Durante años, un coche eléctrico ha sido, desde el punto de vista energético, un simple consumidor: recibe electricidad de la red y la almacena para moverse. La carga bidireccional cambia por completo esa ecuación, convirtiendo la batería del vehículo en un activo energético capaz de devolver electricidad al hogar, a la red eléctrica general o incluso a otros dispositivos. Con más de 500.000 vehículos eléctricos circulando ya por España en 2026 y una media del 85% de su tiempo pasado aparcados, el potencial de esta tecnología es enorme, aunque su despliegue real en nuestro país todavía está dando sus primeros pasos.

Tres siglas que conviene distinguir: V2H, V2G y V2L
La carga bidireccional engloba varias aplicaciones distintas, cada una con un propósito concreto. El V2H (Vehicle-to-Home) permite que el coche alimente directamente la vivienda, reduciendo el consumo de la red en las horas más caras del día o actuando como sistema de respaldo en caso de un corte de suministro. El V2G (Vehicle-to-Grid) va un paso más allá: el vehículo devuelve energía a la red eléctrica general, ayudando a estabilizarla en los momentos de mayor demanda y, en determinados programas piloto, generando ingresos económicos para el propietario del coche. El V2L (Vehicle-to-Load), la aplicación más sencilla y la única disponible de forma generalizada en España a día de hoy, permite conectar directamente dispositivos externos (herramientas, pequeños electrodomésticos, equipos de acampada) a la batería del vehículo, sin necesidad de infraestructura adicional.
Cuánta energía puede aportar realmente un coche eléctrico
Un vehículo eléctrico medio almacena entre 60 y 100 kWh de energía en su batería, una cantidad que, según los cálculos del sector, podría llegar a cubrir el consumo de una vivienda estándar durante varios días en caso de emergencia. La lógica de uso habitual es sencilla: el coche se carga por la noche, aprovechando las horas de tarifa eléctrica más barata, y durante el día, cuando el precio de la electricidad sube, puede devolver parte de esa energía a la vivienda, reduciendo la factura sin necesidad de instalar una batería doméstica independiente. Combinada con una instalación solar en el hogar, la carga bidireccional permite además que el coche se recargue casi exclusivamente con el excedente de energía fotovoltaica generado durante las horas centrales del día.
Qué hace falta para poder usarla
No basta con tener un coche eléctrico cualquiera.
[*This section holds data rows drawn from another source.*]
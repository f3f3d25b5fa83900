//! Client configuration.

use std::time::Duration;

/// Backend API client configuration.
#[derive(Debug, Clone)]
pub struct ClientConfig {
    /// Backend base URL
    pub base_url: String,
    /// Per-request timeout; a hung backend degrades into an ordinary
    /// per-request failure instead of stalling the caller
    pub request_timeout: Duration,
}

impl Default for ClientConfig {
    fn default() -> Self {
        Self {
            base_url: "http://127.0.0.1:8000".to_string(),
            request_timeout: Duration::from_secs(10),
        }
    }
}

impl ClientConfig {
    /// Create config from environment variables.
    pub fn from_env() -> Self {
        let defaults = Self::default();
        Self {
            base_url: std::env::var("API_BASE_URL").unwrap_or(defaults.base_url),
            request_timeout: Duration::from_secs(
                std::env::var("REQUEST_TIMEOUT_SECS")
                    .ok()
                    .and_then(|s| s.parse().ok())
                    .unwrap_or(defaults.request_timeout.as_secs()),
            ),
        }
    }

    /// Override the base URL.
    pub fn with_base_url(mut self, base_url: impl Into<String>) -> Self {
        self.base_url = base_url.into();
        self
    }

    /// Override the per-request timeout.
    pub fn with_request_timeout(mut self, timeout: Duration) -> Self {
        self.request_timeout = timeout;
        self
    }
}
Para que la carga bidireccional funcione es necesario, en primer lugar, un vehículo compatible, con hardware y software capaces de gestionar la descarga controlada de la batería y certificado bajo el protocolo de comunicación ISO 15118-20, no todos los coches con conector CCS lo son. En segundo lugar, hace falta un cargador o wallbox específicamente bidireccional, capaz de gestionar el flujo de energía en ambos sentidos, ya que un cargador doméstico convencional solo permite cargar el vehículo, nunca lo contrario. Por último, resulta necesario un sistema de gestión inteligente que decida de forma automática cuándo cargar y cuándo descargar la batería, optimizando el ahorro según las tarifas y las horas del día.
El estado de la regulación en España
Aunque la tecnología ya funciona en proyectos piloto por toda Europa, España todavía no dispone de un marco normativo completo que regule específicamente la inyección bidireccional de energía a la red (V2G), aunque se está avanzando en la definición de protocolos de certificación junto a Red Eléctrica y el IDAE. El V2H, al no requerir verter energía a la red pública sino solo al circuito interno de la vivienda, presenta menos barreras regulatorias y es, junto al V2L, la aplicación con un desarrollo comercial más avanzado en nuestro país a día de hoy.
Una tecnología en transición de proyecto piloto a producto real
Lo que hace apenas un par de años era prácticamente ciencia ficción empieza a convertirse en una realidad tangible: fabricantes de cargadores como Wallbox, con su modelo Quasar 2, ya comercializan soluciones bidireccionales pensadas específicamente para el mercado residencial, y varios fabricantes de automóviles empiezan a incorporar de serie la compatibilidad necesaria en sus modelos más recientes. Para el comprador español que se plantee dar el salto al coche eléctrico pensando también en el ahorro energético de su vivienda, merece la pena preguntar específicamente por la compatibilidad V2H o V2G del modelo que esté valorando, ya que en los próximos años esta característica podría convertirse en un factor de decisión tan relevante como la propia autonomía del vehículo.